- **SOURCE DATA**:
------------------------------------------------------------------------

//! Dry-run obsolescence check

use super::{load_context, read_snapshot};
use crate::detector::{known_languages, staleness_since, FreshnessState, ObsolescenceDetector};
use crate::registry::VersionRegistry;
use crate::state::{CodebaseLock, MetricsStore};
use crate::Result;
use colored::Colorize;
use std::path::Path;

/// Compare a snapshot against the stored one; `save` makes it the new current snapshot
pub async fn run(project_root: &Path, codebase: &str, metrics: &Path, save: bool, json: bool) -> Result<()> {
    let (config, layout) = load_context(project_root, codebase)?;
    let _lock = if save {
        Some(CodebaseLock::acquire_async(&layout).await?)
    } else {
        None
    };

    let store = MetricsStore::new(&layout);
    let previous = if save { store.load() } else { store.peek() };

    let mut snapshot = read_snapshot(metrics)?;
    snapshot.codebase = codebase.to_string();
    snapshot.staleness = staleness_since(previous.as_ref(), snapshot.captured_at);
    snapshot.changes.known_languages = known_languages(&snapshot, previous.as_ref());

    let registry = VersionRegistry::open(layout.clone())?;
    let detector = ObsolescenceDetector::new(config.thresholds)?;
    let result = detector.detect(
        &snapshot,
        previous.as_ref(),
        registry.active_version().map(|v| v.created_at),
    );

    if save {
        store.save(&snapshot)?;
    }

    if json {
        println!("{}", serde_json::to_string_pretty(&result)?);
        return Ok(());
    }

    let headline = match result.state() {
        FreshnessState::Unknown => "First run: nothing to compare against".bright_black(),
        FreshnessState::Fresh => "Artifact is up to date".green(),
        FreshnessState::Stale => "Artifact is obsolete: regeneration recommended".red(),
        FreshnessState::SuppressedStale => "Artifact is obsolete, regeneration suppressed".yellow(),
    };
    println!("{}", headline.bold());
    for reason in &result.reasons {
        println!("   • {}", reason);
    }
    if let Some(suppression) = &result.suppression_reason {
        println!("   {} {}", "⏸".yellow(), suppression);
    }
    if save {
        println!("   {} snapshot saved", "✓".green());
    }

    Ok(())
}
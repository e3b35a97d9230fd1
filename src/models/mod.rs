pub mod approval;
pub mod config;
pub mod metrics;
pub mod version;

pub use approval::{
    ApprovalDecision, ApprovalRequest, ApprovalResult, MetricDelta, MetricsComparison, RiskLevel,
};
pub use config::{
    ApprovalConfig, CommandsConfig, CooldownAnchor, LifecycleConfig, ObsolescenceThresholds,
    StorageConfig, CONFIG_FILE,
};
pub use metrics::{
    ChangeMetrics, CoverageMetrics, FeedbackOverrides, MetricSnapshot, PatternMetrics,
    PerformanceMetrics, QualityMetrics, StalenessMetrics, TestMetrics, UserFeedback,
};
pub use version::{
    Checkpoint, GenerationProvenance, VersionLedger, VersionMetadata, VersionStatus,
};
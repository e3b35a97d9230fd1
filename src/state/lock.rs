//! Single-writer advisory lock per codebase
//!
//! The metrics document and the version ledger are rewritten whole on every
//! mutation, so two writers on the same codebase would clobber each other.
//! Every mutating entry point holds this lock for its duration.

use super::layout::StorageLayout;
use crate::error::{IoContext, LifecycleError, LifecycleResult};
use std::fs::{File, OpenOptions, TryLockError};
use std::path::{Path, PathBuf};
use std::time::Duration;

const MAX_RETRIES: usize = 10;
const RETRY_SLEEP: Duration = Duration::from_millis(100);

/// Held exclusive lock; released on drop
#[derive(Debug)]
pub struct CodebaseLock {
    file: File,
    path: PathBuf,
}

impl CodebaseLock {
    /// Acquire the lock, retrying briefly before giving up with `LockContended`
    pub fn acquire(layout: &StorageLayout) -> LifecycleResult<Self> {
        let (file, path) = Self::open(layout)?;
        for attempt in 0..MAX_RETRIES {
            if Self::try_take(&file, &path)? {
                return Ok(Self::held(layout, file, path));
            }
            if attempt + 1 < MAX_RETRIES {
                std::thread::sleep(RETRY_SLEEP);
            }
        }
        Err(LifecycleError::LockContended(layout.codebase().to_string()))
    }

    /// Same retry policy as `acquire`, waiting on the tokio timer between attempts
    pub async fn acquire_async(layout: &StorageLayout) -> LifecycleResult<Self> {
        let (file, path) = Self::open(layout)?;
        for attempt in 0..MAX_RETRIES {
            if Self::try_take(&file, &path)? {
                return Ok(Self::held(layout, file, path));
            }
            if attempt + 1 < MAX_RETRIES {
                tokio::time::sleep(RETRY_SLEEP).await;
            }
        }
        Err(LifecycleError::LockContended(layout.codebase().to_string()))
    }

    /// Single attempt, no waiting
    pub fn try_acquire(layout: &StorageLayout) -> LifecycleResult<Self> {
        let (file, path) = Self::open(layout)?;
        if Self::try_take(&file, &path)? {
            return Ok(Self::held(layout, file, path));
        }
        Err(LifecycleError::LockContended(layout.codebase().to_string()))
    }

    fn open(layout: &StorageLayout) -> LifecycleResult<(File, PathBuf)> {
        std::fs::create_dir_all(layout.codebase_dir()).at_path(layout.codebase_dir())?;

        let path = layout.lock_path();
        let file = OpenOptions::new()
            .read(true)
            .write(true)
            .create(true)
            .truncate(false)
            .open(&path)
            .at_path(&path)?;
        Ok((file, path))
    }

    /// `Ok(false)` when another holder has it
    fn try_take(file: &File, path: &Path) -> LifecycleResult<bool> {
        match file.try_lock() {
            Ok(()) => Ok(true),
            Err(TryLockError::WouldBlock) => Ok(false),
            Err(TryLockError::Error(e)) => Err(LifecycleError::io(path, e)),
        }
    }

    fn held(layout: &StorageLayout, file: File, path: PathBuf) -> Self {
        tracing::debug!(codebase = layout.codebase(), "acquired codebase lock");
        Self { file, path }
    }

    pub fn path(&self) -> &Path {
        &self.path
    }
}

impl Drop for CodebaseLock {
    fn drop(&mut self) {
        if let Err(e) = self.file.unlock() {
            tracing::warn!(path = %self.path.display(), error = %e, "failed to release codebase lock");
        }
    }
}

#[cfg(test)]
mod tests {
    use super::*;
    use tempfile::TempDir;

    #[test]
    fn test_second_writer_is_rejected() {
        let temp = TempDir::new().unwrap();
        let layout = StorageLayout::new(temp.path(), "docs").unwrap();

        let held = CodebaseLock::try_acquire(&layout).unwrap();
        assert!(held.path().exists());

        let err = CodebaseLock::try_acquire(&layout).unwrap_err();
        assert!(matches!(err, LifecycleError::LockContended(ref name) if name == "docs"));
    }

    #[test]
    fn test_lock_released_on_drop() {
        let temp = TempDir::new().unwrap();
        let layout = StorageLayout::new(temp.path(), "docs").unwrap();

        drop(CodebaseLock::try_acquire(&layout).unwrap());
        assert!(CodebaseLock::try_acquire(&layout).is_ok());
    }

    #[test]
    fn test_codebases_lock_independently() {
        let temp = TempDir::new().unwrap();
        let docs = StorageLayout::new(temp.path(), "docs").unwrap();
        let api = StorageLayout::new(temp.path(), "api").unwrap();

        let _docs_lock = CodebaseLock::try_acquire(&docs).unwrap();
        assert!(CodebaseLock::try_acquire(&api).is_ok());
    }

    #[tokio::test]
    async fn test_async_acquire_waits_for_release() {
        let temp = TempDir::new().unwrap();
        let layout = StorageLayout::new(temp.path(), "docs").unwrap();

        let held = CodebaseLock::try_acquire(&layout).unwrap();
        let releaser = tokio::spawn(async move {
            tokio::time::sleep(Duration::from_millis(250)).await;
            drop(held);
        });

        let lock = CodebaseLock::acquire_async(&layout).await.unwrap();
        assert!(lock.path().exists());
        releaser.await.unwrap();
    }

    #[tokio::test]
    async fn test_async_acquire_gives_up_when_contended() {
        let temp = TempDir::new().unwrap();
        let layout = StorageLayout::new(temp.path(), "docs").unwrap();

        let _held = CodebaseLock::try_acquire(&layout).unwrap();
        let err = CodebaseLock::acquire_async(&layout).await.unwrap_err();
        assert!(matches!(err, LifecycleError::LockContended(_)));
    }
}
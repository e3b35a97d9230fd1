//! Approval request/result types
//!
//! Both are ephemeral: they live for one decision point and are never persisted
//! by the gate itself.

use super::metrics::MetricSnapshot;
use serde::{Deserialize, Serialize};
use std::collections::BTreeMap;

/// Coverage drop (percentage points) that makes a regeneration high risk
const HIGH_RISK_COVERAGE_DROP: f64 = 10.0;

#[derive(Debug, Clone, Copy, Serialize, Deserialize, PartialEq, Eq, PartialOrd, Ord)]
#[serde(rename_all = "lowercase")]
pub enum RiskLevel {
    Low,
    Medium,
    High,
}

impl RiskLevel {
    /// Derive the risk of regenerating from the trigger reasons and the snapshots
    ///
    /// - High: regression tests failing, a large coverage drop, or three or more triggers
    /// - Medium: two triggers, or a newly introduced language
    /// - Low: everything else
    pub fn assess(
        reasons: &[String],
        current: &MetricSnapshot,
        previous: Option<&MetricSnapshot>,
    ) -> Self {
        let coverage_drop = previous
            .map(|p| p.coverage.coverage_percent - current.coverage.coverage_percent)
            .unwrap_or(0.0);

        if current.tests.regression_failed > 0
            || coverage_drop > HIGH_RISK_COVERAGE_DROP
            || reasons.len() >= 3
        {
            RiskLevel::High
        } else if reasons.len() == 2 || !current.changes.new_languages.is_empty() {
            RiskLevel::Medium
        } else {
            RiskLevel::Low
        }
    }

    pub fn name(&self) -> &'static str {
        match self {
            RiskLevel::Low => "low",
            RiskLevel::Medium => "medium",
            RiskLevel::High => "high",
        }
    }
}

/// One metric's movement between two snapshots
#[derive(Debug, Clone, Serialize, Deserialize, PartialEq)]
pub struct MetricDelta {
    pub name: String,
    pub previous: f64,
    pub current: f64,
}

impl MetricDelta {
    pub fn delta(&self) -> f64 {
        self.current - self.previous
    }
}

/// Side-by-side view of the headline metrics
#[derive(Debug, Clone, Default, Serialize, Deserialize, PartialEq)]
pub struct MetricsComparison {
    pub deltas: Vec<MetricDelta>,
}

impl MetricsComparison {
    pub fn between(previous: &MetricSnapshot, current: &MetricSnapshot) -> Self {
        let rows = [
            (
                "coverage_percent",
                previous.coverage.coverage_percent,
                current.coverage.coverage_percent,
            ),
            (
                "files_changed_percent",
                previous.changes.files_changed_percent,
                current.changes.files_changed_percent,
            ),
            (
                "error_rate_percent",
                previous.quality.error_rate_percent,
                current.quality.error_rate_percent,
            ),
            (
                "false_positive_estimate",
                previous.quality.false_positive_estimate,
                current.quality.false_positive_estimate,
            ),
            (
                "avg_runtime_seconds",
                previous.performance.avg_runtime_seconds,
                current.performance.avg_runtime_seconds,
            ),
        ];

        Self {
            deltas: rows
                .into_iter()
                .map(|(name, previous, current)| MetricDelta {
                    name: name.to_string(),
                    previous,
                    current,
                })
                .collect(),
        }
    }

    pub fn get(&self, name: &str) -> Option<&MetricDelta> {
        self.deltas.iter().find(|d| d.name == name)
    }
}

/// A request to authorize regeneration
#[derive(Debug, Clone, Serialize, Deserialize, PartialEq)]
pub struct ApprovalRequest {
    /// Currently active version, if any
    pub current_version: Option<u32>,
    pub proposed_version: u32,
    pub reason: String,
    pub changes_summary: String,
    #[serde(default)]
    pub metrics_comparison: Option<MetricsComparison>,
    pub risk_level: RiskLevel,
    /// Whether this request may be approved without a reviewer
    pub auto_approve: bool,
}

/// Terminal outcome of one approval request
#[derive(Debug, Clone, Copy, Serialize, Deserialize, PartialEq, Eq)]
pub enum ApprovalDecision {
    Approved,
    Rejected,
    /// Deferred to an out-of-band reviewer; the caller must not proceed
    NeedsReview,
}

#[derive(Debug, Clone, Serialize, Deserialize, PartialEq)]
pub struct ApprovalResult {
    pub decision: ApprovalDecision,
    #[serde(default)]
    pub notes: Option<String>,
    /// Parameter overrides for the next generation attempt
    #[serde(default)]
    pub modifications: Option<BTreeMap<String, String>>,
}

impl ApprovalResult {
    pub fn approved(notes: impl Into<String>) -> Self {
        Self {
            decision: ApprovalDecision::Approved,
            notes: Some(notes.into()),
            modifications: None,
        }
    }

    pub fn rejected(reason: impl Into<String>) -> Self {
        Self {
            decision: ApprovalDecision::Rejected,
            notes: Some(reason.into()),
            modifications: None,
        }
    }

    pub fn needs_review(notes: impl Into<String>) -> Self {
        Self {
            decision: ApprovalDecision::NeedsReview,
            notes: Some(notes.into()),
            modifications: None,
        }
    }

    pub fn is_approved(&self) -> bool {
        self.decision == ApprovalDecision::Approved
    }
}
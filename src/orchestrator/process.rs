use crate::error::{LifecycleError, LifecycleResult};
use indicatif::{ProgressBar as IndicatifProgressBar, ProgressStyle};
use std::collections::HashMap;
use std::path::Path;
use std::process::Stdio;
use tokio::io::{AsyncBufReadExt, AsyncWriteExt, BufReader};
use tokio::process::Command;

/// Captured result of an external command
#[derive(Debug, Clone, Default)]
pub struct CommandOutput {
    pub success: bool,
    pub exit_code: Option<i32>,
    pub stdout: String,
    pub stderr: String,
}

impl CommandOutput {
    /// Stdout and stderr joined, for notes and failure reports
    pub fn combined(&self) -> String {
        let mut out = self.stdout.clone();
        if !self.stderr.is_empty() {
            if !out.is_empty() && !out.ends_with('\n') {
                out.push('\n');
            }
            out.push_str(&self.stderr);
        }
        out
    }

    /// Last `max_lines` lines of combined output
    pub fn tail(&self, max_lines: usize) -> String {
        let combined = self.combined();
        let lines: Vec<&str> = combined.lines().collect();
        let start = lines.len().saturating_sub(max_lines);
        lines[start..].join("\n")
    }
}

/// Runs external commands, streaming output while capturing it
///
/// Children are killed when the returned future is dropped, so an outer
/// `tokio::time::timeout` actually stops the process.
#[derive(Debug, Default, Clone)]
pub struct ProcessRunner {
    show_progress: bool,
}

impl ProcessRunner {
    pub fn new(show_progress: bool) -> Self {
        Self { show_progress }
    }

    /// Run `program args..` in `cwd`, piping `stdin` if given
    ///
    /// A non-zero exit is reported through `CommandOutput::success`, not as an error.
    pub async fn run(
        &self,
        program: &str,
        args: &[String],
        cwd: &Path,
        env: &HashMap<String, String>,
        stdin: Option<&str>,
    ) -> LifecycleResult<CommandOutput> {
        let mut cmd = Command::new(program);
        cmd.args(args)
            .current_dir(cwd)
            .envs(env)
            .stdin(if stdin.is_some() {
                Stdio::piped()
            } else {
                Stdio::null()
            })
            .stdout(Stdio::piped())
            .stderr(Stdio::piped())
            .kill_on_drop(true);

        let progress = if self.show_progress {
            let pb = IndicatifProgressBar::new_spinner();
            if let Ok(style) = ProgressStyle::default_spinner().template("{spinner:.cyan} {msg}") {
                pb.set_style(style.tick_chars("⠁⠂⠄⡀⢀⠠⠐⠈ "));
            }
            pb.set_message(format!("Running {}...", program));
            pb.enable_steady_tick(std::time::Duration::from_millis(100));
            Some(pb)
        } else {
            None
        };

        let mut child = cmd.spawn().map_err(|e| LifecycleError::io(cwd, e))?;

        if let (Some(input), Some(mut pipe)) = (stdin, child.stdin.take()) {
            pipe.write_all(input.as_bytes())
                .await
                .map_err(|e| LifecycleError::io(cwd, e))?;
            pipe.flush().await.map_err(|e| LifecycleError::io(cwd, e))?;
            drop(pipe);
        }

        let stdout = child.stdout.take().ok_or_else(|| {
            LifecycleError::io(cwd, std::io::Error::other("failed to capture stdout"))
        })?;
        let stderr = child.stderr.take().ok_or_else(|| {
            LifecycleError::io(cwd, std::io::Error::other("failed to capture stderr"))
        })?;

        let mut stdout_reader = BufReader::new(stdout).lines();
        let mut stderr_reader = BufReader::new(stderr).lines();

        let mut output = CommandOutput::default();
        let mut stdout_done = false;
        let mut stderr_done = false;

        // Drain both pipes together to avoid backpressure deadlock
        while !stdout_done || !stderr_done {
            tokio::select! {
                line = stdout_reader.next_line(), if !stdout_done => {
                    match line.map_err(|e| LifecycleError::io(cwd, e))? {
                        Some(line) => {
                            if let Some(ref pb) = progress {
                                let short_line: String = line.chars().take(60).collect();
                                pb.set_message(short_line);
                            }
                            tracing::debug!(target: "evolvd::process", program, "{}", line);
                            output.stdout.push_str(&line);
                            output.stdout.push('\n');
                        }
                        None => stdout_done = true,
                    }
                }
                line = stderr_reader.next_line(), if !stderr_done => {
                    match line.map_err(|e| LifecycleError::io(cwd, e))? {
                        Some(line) => {
                            tracing::debug!(target: "evolvd::process", program, stderr = true, "{}", line);
                            output.stderr.push_str(&line);
                            output.stderr.push('\n');
                        }
                        None => stderr_done = true,
                    }
                }
            }
        }

        let status = child.wait().await.map_err(|e| LifecycleError::io(cwd, e))?;

        if let Some(pb) = progress {
            pb.finish_and_clear();
        }

        output.success = status.success();
        output.exit_code = status.code();
        Ok(output)
    }
}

------------------------------------------------------------------------

- **PROBLEM STATEMENT**:
An exact copy of the lines above, from the one containing "tokio::time::sleep(Duration::from_millis(250)).await;" through the one containing "let _held = CodebaseLock::try_acquire(&layout).unwrap();", is the whole of the answer.

- **REPLY**:
            tokio::time::sleep(Duration::from_millis(250)).await;
            drop(held);
        });

        let lock = CodebaseLock::acquire_async(&layout).await.unwrap();
        assert!(lock.path().exists());
        releaser.await.unwrap();
    }

    #[tokio::test]
    async fn test_async_acquire_gives_up_when_contended() {
        let temp = TempDir::new().unwrap();
        let layout = StorageLayout::new(temp.path(), "docs").unwrap();

        let _held = CodebaseLock::try_acquire(&layout).unwrap();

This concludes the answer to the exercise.